BERT essentially closed out the original GLUE benchmark. Within months of BERT's release, the leaderboard saw RoBERTa, XLNet, ALBERT, and ELECTRA trade places at the top. By mid-2019, performance on most GLUE tasks was approaching the human baseline; the field had to introduce SuperGLUE because the original benchmark was saturated.
| Benchmark | Pre-BERT SOTA (~mid 2018) | BERT-large (Oct 2018) | RoBERTa (Jul 2019) | Human |
|---|---|---|---|---|
| GLUE (avg) | ~72.8 | 80.5 | 88.5 | 87.1 |
| SQuAD v1.1 (F1) | 91.7 | 93.2 | 94.6 | 91.2 |
| MultiNLI (acc) | 82.1 | 86.7 | 90.2 | 92.0 |
Numbers are taken from the original BERT paper and the RoBERTa paper.
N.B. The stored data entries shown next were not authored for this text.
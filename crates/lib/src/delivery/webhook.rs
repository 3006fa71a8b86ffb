//! Session-webhook card transport: card create, incremental update, and plain
//! text message as HTTP POSTs to the conversation's reply webhook.

use crate::delivery::{CardTransport, DeliveryError};
use crate::routing::ReplyRouteStore;
use async_trait::async_trait;
use serde_json::json;
use std::sync::Arc;
use std::time::Duration;

/// Card transport over per-conversation session webhooks. Routes are kept
/// fresh by the stream connector on every inbound message.
pub struct WebhookCardTransport {
    routes: Arc<ReplyRouteStore>,
    card_template_id: String,
    client: reqwest::Client,
}

impl WebhookCardTransport {
    pub fn new(
        routes: Arc<ReplyRouteStore>,
        card_template_id: impl Into<String>,
        call_timeout: Duration,
    ) -> Self {
        let client = reqwest::Client::builder()
            .timeout(call_timeout)
            .build()
            .unwrap_or_else(|_| reqwest::Client::new());
        Self {
            routes,
            card_template_id: card_template_id.into(),
            client,
        }
    }

    async fn webhook_for(&self, conversation_id: &str) -> Result<String, DeliveryError> {
        self.routes.resolve(conversation_id).await.ok_or_else(|| {
            DeliveryError::Api(format!(
                "no reply webhook bound for conversation {}",
                conversation_id
            ))
        })
    }

    async fn post(&self, url: &str, body: &serde_json::Value) -> Result<(), DeliveryError> {
        let res = self.client.post(url).json(body).send().await?;
        if !res.status().is_success() {
            let status = res.status();
            let body = res.text().await.unwrap_or_default();
            return Err(DeliveryError::Api(format!("{} {}", status, body)));
        }
        Ok(())
    }
}

#[async_trait]
impl CardTransport for WebhookCardTransport {
    async fn create_card(&self, conversation_id: &str) -> Result<String, DeliveryError> {
        let url = self.webhook_for(conversation_id).await?;
        let card_id = format!("card-{}", uuid::Uuid::new_v4());
        let body = json!({
            "msgtype": "ai_card",
            "card": {
                "templateId": self.card_template_id,
                "cardInstanceId": card_id,
            }
        });
        self.post(&url, &body).await?;
        // Updates address the card instance; remember where it lives.
        self.routes.bind(card_id.clone(), url).await;
        Ok(card_id)
    }

    async fn update_card(
        &self,
        card_id: &str,
        chunk: &str,
        finished: bool,
    ) -> Result<(), DeliveryError> {
        let url = self
            .routes
            .resolve(card_id)
            .await
            .ok_or_else(|| DeliveryError::Api(format!("no route for card {}", card_id)))?;
        let body = json!({
            "msgtype": "ai_card_update",
            "card": {
                "cardInstanceId": card_id,
                "content": chunk,
                "isFinal": finished,
            }
        });
        self.post(&url, &body).await
    }

    async fn send_text(&self, conversation_id: &str, text: &str) -> Result<(), DeliveryError> {
        let url = self.webhook_for(conversation_id).await?;
        let body = json!({
            "msgtype": "text",
            "text": { "content": text }
        });
        self.post(&url, &body).await
    }
}
//! Content extraction: normalize an inbound message into one text payload.
//!
//! This is the single point where payload kind is resolved; downstream logic
//! (backend call, delivery) only ever sees trimmed non-empty text.

use crate::channels::{InboundMessage, Payload};
use crate::recognition::RecognitionPipeline;

/// Why extraction produced no usable text. All variants are degraded-service
/// outcomes, not platform-retryable failures.
#[derive(Debug, thiserror::Error)]
pub enum ExtractError {
    #[error("text payload was empty")]
    EmptyText,
    #[error("voice payload carried no audio")]
    EmptyVoice,
    #[error("recognition exhausted: {note}")]
    RecognitionExhausted { note: String },
}

pub struct ContentExtractor {
    pipeline: RecognitionPipeline,
}

impl ContentExtractor {
    pub fn new(pipeline: RecognitionPipeline) -> Self {
        Self { pipeline }
    }

    /// Normalize to trimmed text. Text payloads are trimmed and rejected when
    /// empty; voice payloads go through the recognition chain.
    pub async fn extract(&self, message: &InboundMessage) -> Result<String, ExtractError> {
        match &message.payload {
            Payload::Text(text) => {
                let text = text.trim();
                if text.is_empty() {
                    Err(ExtractError::EmptyText)
                } else {
                    Ok(text.to_string())
                }
            }
            Payload::Voice(voice) => {
                if voice.data.is_empty() && voice.transcript.is_none() {
                    return Err(ExtractError::EmptyVoice);
                }
                let result = self.pipeline.recognize(voice).await;
                if result.success {
                    Ok(result.transcript)
                } else {
                    Err(ExtractError::RecognitionExhausted {
                        note: result
                            .note
                            .unwrap_or_else(|| "no tier produced usable text".to_string()),
                    })
                }
            }
        }
    }
}

#[cfg(test)]
mod tests {
    use super::*;
    use crate::channels::VoicePayload;
    use crate::recognition::{NativeTranscriptProvider, DEFAULT_PROVIDER_TIMEOUT};
    use chrono::Utc;
    use std::sync::Arc;

    fn extractor() -> ContentExtractor {
        ContentExtractor::new(RecognitionPipeline::new(
            vec![Arc::new(NativeTranscriptProvider)],
            DEFAULT_PROVIDER_TIMEOUT,
        ))
    }

    fn message(payload: Payload) -> InboundMessage {
        InboundMessage {
            message_id: Some("m1".to_string()),
            conversation_id: "conv".to_string(),
            sender_id: "u1".to_string(),
            payload,
            received_at: Utc::now(),
        }
    }

    #[tokio::test]
    async fn trims_text_and_rejects_whitespace_only() {
        let e = extractor();
        let ok = e
            .extract(&message(Payload::Text("  hi there \n".to_string())))
            .await
            .unwrap();
        assert_eq!(ok, "hi there");

        let err = e
            .extract(&message(Payload::Text("   ".to_string())))
            .await
            .unwrap_err();
        assert!(matches!(err, ExtractError::EmptyText));
    }

    #[tokio::test]
    async fn voice_without_audio_or_transcript_is_empty_voice() {
        let e = extractor();
        let err = e
            .extract(&message(Payload::Voice(VoicePayload {
                data: Vec::new(),
                format: "amr".to_string(),
                transcript: None,
            })))
            .await
            .unwrap_err();
        assert!(matches!(err, ExtractError::EmptyVoice));
    }

    #[tokio::test]
    async fn voice_with_native_transcript_extracts() {
        let e = extractor();
        let ok = e
            .extract(&message(Payload::Voice(VoicePayload {
                data: vec![0; 8],
                format: "amr".to_string(),
                transcript: Some("spoken words".to_string()),
            })))
            .await
            .unwrap();
        assert_eq!(ok, "spoken words");
    }

    #[tokio::test]
    async fn voice_with_no_usable_tier_is_exhausted() {
        let e = extractor();
        let err = e
            .extract(&message(Payload::Voice(VoicePayload {
                data: vec![0; 8],
                format: "amr".to_string(),
                transcript: None,
            })))
            .await
            .unwrap_err();
        assert!(matches!(err, ExtractError::RecognitionExhausted { .. }));
    }
}
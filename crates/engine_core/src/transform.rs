//! Rotation about the vertical (Z) axis, the only rotation buildings use.
//!
//! Buildings store their rotation as a sine/cosine pair. Every component that
//! needs to move a point between a building's local frame and world space goes
//! through [`XyRotation::rotate_about`] and [`XyRotation::inverse_rotate_about`];
//! the inverse simply negates the sine term.

use glam::{Vec2, Vec3};

/// A rotation in the XY plane, stored as `(sin, cos)` of the angle.
#[derive(Debug, Clone, Copy, PartialEq)]
pub struct XyRotation {
    pub sin: f32,
    pub cos: f32,
}

impl Default for XyRotation {
    fn default() -> Self {
        Self::IDENTITY
    }
}

impl XyRotation {
    pub const IDENTITY: Self = Self { sin: 0.0, cos: 1.0 };

    pub fn from_angle(radians: f32) -> Self {
        let (sin, cos) = radians.sin_cos();
        Self { sin, cos }
    }

    pub fn is_identity(&self) -> bool {
        self.sin == 0.0
    }

    /// The opposite rotation.
    pub fn inverse(&self) -> Self {
        Self {
            sin: -self.sin,
            cos: self.cos,
        }
    }

    /// Rotate a direction (no pivot).
    pub fn rotate_vec2(&self, v: Vec2) -> Vec2 {
        Vec2::new(v.x * self.cos - v.y * self.sin, v.y * self.cos + v.x * self.sin)
    }

    /// Rotate `p` about `pivot`, XY only.
    pub fn rotate_about_xy(&self, pivot: Vec2, p: Vec2) -> Vec2 {
        self.rotate_vec2(p - pivot) + pivot
    }

    /// Rotate `p` about `pivot` in the XY plane; Z is left unchanged.
    pub fn rotate_about(&self, pivot: Vec3, p: Vec3) -> Vec3 {
        self.rotate_about_xy(pivot.truncate(), p.truncate()).extend(p.z)
    }

    /// Undo [`rotate_about`](Self::rotate_about): world space back into the local frame.
    pub fn inverse_rotate_about(&self, pivot: Vec3, p: Vec3) -> Vec3 {
        self.inverse().rotate_about(pivot, p)
    }

    pub fn inverse_rotate_about_xy(&self, pivot: Vec2, p: Vec2) -> Vec2 {
        self.inverse().rotate_about_xy(pivot, p)
    }
}

#[cfg(test)]
mod tests {
    use super::*;
    use std::f32::consts::FRAC_PI_2;

    #[test]
    fn quarter_turn_maps_x_to_y() {
        let r = XyRotation::from_angle(FRAC_PI_2);
        let p = r.rotate_about(Vec3::ZERO, Vec3::new(1.0, 0.0, 5.0));
        assert!((p - Vec3::new(0.0, 1.0, 5.0)).length() < 1e-5);
    }

    #[test]
    fn inverse_round_trips_about_pivot() {
        let r = XyRotation::from_angle(0.7);
        let pivot = Vec3::new(10.0, -4.0, 0.0);
        let p = Vec3::new(13.0, 2.0, 7.0);
        let back = r.inverse_rotate_about(pivot, r.rotate_about(pivot, p));
        assert!((back - p).length() < 1e-4);
    }

    #[test]
    fn identity_is_noop() {
        let p = Vec3::new(3.0, 4.0, 5.0);
        assert!(XyRotation::IDENTITY.is_identity());
        assert_eq!(XyRotation::IDENTITY.rotate_about(Vec3::ONE, p), p);
    }
}
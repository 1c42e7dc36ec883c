//! Probes run against a generated field: a walking sphere and a fan of rays.

use engine_core::{Vec2, Vec3};
use physics::{CollisionWorld, HitKind};
use procgen::Terrain;

use crate::config::{RayFanSettings, WalkerSettings};

/// Outcome of walking a sphere across the field.
#[derive(Debug, Clone, Copy, Default, PartialEq)]
pub struct WalkReport {
    pub steps: u32,
    /// Steps on which the sphere touched a building.
    pub collisions: u32,
    pub final_pos: Vec3,
}

/// Outcome of one ray fan.
#[derive(Debug, Clone, Copy, Default, PartialEq)]
pub struct RayFanReport {
    pub rays: u32,
    pub roof_hits: u32,
    pub side_hits: u32,
    /// Closest hit distance over all rays.
    pub nearest: Option<f32>,
}

/// Walk a sphere in straight steps, keeping it on the ground and letting
/// buildings push it around.
pub fn walk<T: Terrain + ?Sized>(world: &CollisionWorld, terrain: &T, s: &WalkerSettings) -> WalkReport {
    let ground = |p: Vec2| p.extend(terrain.height_at(p.x, p.y) + s.radius);
    let step = Vec2::from(s.step);
    let mut pos = ground(Vec2::from(s.start));
    let mut report = WalkReport::default();

    for _ in 0..s.steps {
        let p_last = pos;
        pos = ground(pos.truncate() + step);
        if let Some(ix) = world.sphere_coll_building(&mut pos, p_last, s.radius, false) {
            report.collisions += 1;
            log::trace!("walker bumped building {} at {:?}", ix, pos);
        }
        report.steps += 1;
    }
    report.final_pos = pos;
    report
}

/// Cast `count` rays evenly around the vertical axis.
pub fn ray_fan(world: &CollisionWorld, s: &RayFanSettings) -> RayFanReport {
    let origin = Vec3::from(s.origin);
    let (sin_p, cos_p) = s.pitch_degrees.to_radians().sin_cos();
    let mut report = RayFanReport::default();

    for i in 0..s.count {
        let yaw = std::f32::consts::TAU * i as f32 / s.count as f32;
        let (sy, cy) = yaw.sin_cos();
        let dir = Vec3::new(cy * cos_p, sy * cos_p, -sin_p);
        let end = origin + dir * s.length;
        report.rays += 1;
        let Some(hit) = world.check_line_coll(origin, end) else {
            continue;
        };
        match hit.kind {
            HitKind::Roof => report.roof_hits += 1,
            HitKind::Side => report.side_hits += 1,
        }
        let dist = hit.t * s.length;
        report.nearest = Some(report.nearest.map_or(dist, |d: f32| d.min(dist)));
        if let Some(color) = world.line_hit_color(origin, end) {
            log::debug!(
                "ray {i}: {:?} of building {} at {:.1} m, color {:?}",
                hit.kind,
                hit.building,
                dist,
                color.to_array()
            );
        }
    }
    report
}
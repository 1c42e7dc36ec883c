//! Small hand-built worlds for query tests.

use std::sync::Arc;

use engine_core::{Aabb, Color, Vec2, XyRotation};
use procgen::{
    Building, BuildingField, BuildingParams, FlatTerrain, MaterialProfile, PlacementParams, Terrain,
};
use rand::prelude::*;

use crate::collision_world::CollisionWorld;

pub fn cube_params(size: f32, height: f32) -> Arc<BuildingParams> {
    let mat = MaterialProfile {
        size_range: Aabb::from_ranges(size, size, size, size, height, height),
        ..Default::default()
    };
    Arc::new(BuildingParams::with_material(PlacementParams::default(), mat))
}

fn build(params: Arc<BuildingParams>, centers: &[Vec2], terrain: &mut dyn Terrain) -> CollisionWorld {
    let mut field = BuildingField::empty(params);
    let mut rng = StdRng::seed_from_u64(0);
    for &c in centers {
        field.place_at(0, c, &*terrain, &mut rng);
    }
    field.finalize(terrain);
    CollisionWorld::new(Arc::new(field))
}

/// One unrotated `size x size x height` box standing on flat ground at z = 0.
pub fn single_cube_world(center: Vec2, size: f32, height: f32) -> CollisionWorld {
    build(cube_params(size, height), &[center], &mut FlatTerrain::default())
}

pub fn world_with(mat: MaterialProfile, centers: &[Vec2]) -> CollisionWorld {
    let params = Arc::new(BuildingParams::with_material(PlacementParams::default(), mat));
    build(params, centers, &mut FlatTerrain::default())
}

/// Like [`world_with`], with every texture resolving to `avg_color`.
pub fn world_with_textures(mat: MaterialProfile, centers: &[Vec2], avg_color: Color) -> CollisionWorld {
    let mut params = BuildingParams::with_material(PlacementParams::default(), mat);
    params.resolve_texture_colors(|_| avg_color);
    build(Arc::new(params), centers, &mut FlatTerrain::default())
}

/// A 10 x 10 x 10 box at the origin turned 45 degrees.
pub fn diamond_world() -> CollisionWorld {
    let params = cube_params(10.0, 10.0);
    let base = Aabb::from_ranges(-5.0, 5.0, -5.0, 5.0, 0.0, 10.0);
    let r = 5.0 * std::f32::consts::SQRT_2;
    let mut b = Building::from_bcube(0, base);
    b.rotation = XyRotation::from_angle(std::f32::consts::FRAC_PI_4);
    b.bcube = Aabb::from_ranges(-r, r, -r, r, 0.0, 10.0);

    let mut field = BuildingField::empty(params);
    field.try_insert(b, &mut StdRng::seed_from_u64(0));
    field.finalize(&mut FlatTerrain::default());
    CollisionWorld::new(Arc::new(field))
}

/// Ground rising along X with slope 1.
struct Slope;

impl Terrain for Slope {
    fn height_at(&self, x: f32, _y: f32) -> f32 {
        x
    }

    fn water_level(&self) -> f32 {
        -100.0
    }
}

/// A single building at x = 20 on steep ground, dropped by terrain conforming.
pub fn sloped_world_with_invalid_building() -> CollisionWorld {
    let placement = PlacementParams {
        flatten_mesh: true,
        max_delta_z: 1.0,
        ..Default::default()
    };
    let mat = MaterialProfile {
        size_range: Aabb::from_ranges(10.0, 10.0, 10.0, 10.0, 10.0, 10.0),
        ..Default::default()
    };
    let params = Arc::new(BuildingParams::with_material(placement, mat));
    build(params, &[Vec2::new(20.0, 0.0)], &mut Slope)
}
The pattern was the same on more or less every English understanding task tried in this period: bidirectional pretraining, possibly with a tweaked objective, possibly trained longer, set new state of the art.
In production, BERT-style models still underpin most modern systems for sentence and passage embeddings, semantic search, retrieval-augmented generation, classification, sentiment analysis, and ranking. Sentence-BERT, multilingual BERT, BGE, E5, and other encoder-only models continue to dominate the MTEB embedding leaderboard. The decoder-only generative models that get most of the press attention quietly call out to a bidirectional encoder under the hood for retrieval.
Deep bidirectional models have real costs. The MLM objective creates a pretrain-finetune mismatch: the [MASK] token appears during pretraining but never at inference time, which slightly biases what the model learns. BERT's mitigation (replacing only 80% of selected tokens with [MASK], 10% with random tokens, 10% unchanged) reduces but does not eliminate the gap. XLNet's permutation language model and ELECTRA's replaced-token detection were both partly motivated by removing this mismatch.
Bidirectional models also assume a fixed maximum sequence length, typically 512 tokens for BERT, after which positional embeddings run out. Long-document variants like Longformer and BigBird patch this with sparse attention patterns but inherit the underlying constraint. Causal models with rotary or relative position encodings have generally adapted to long contexts more gracefully.
The biggest limitation is the one already noted: bidirectional models are not generators. A BERT model can fill in a single masked word, but using it to write a paragraph requires hacks (iteratively unmasking left to right, or specialized variants like BERT-Gen) that consistently underperform a properly trained autoregressive model. This is structural. The training objective never asked the model to commit to a left-to-right factorization, so it never learned to produce one.
Imagine you are reading a story and trying to understand what every word means. A regular language model is like reading the story with a piece of cardboard covering everything you have not gotten to yet. You cover the next page with your hand and try to guess what each word means using only what you have already read. That works for some words. For others ("she pulled the bat out of her bag and stepped up to the plate") you really need to peek ahead to know if it is a baseball bat or a small flying mammal.
A bidirectional language model is what happens when you let yourself read the whole sentence first, in both directions, before deciding what each word means. That is great for understanding. It is terrible for finishing the story, because to write the next sentence you can't peek at words you haven't written yet.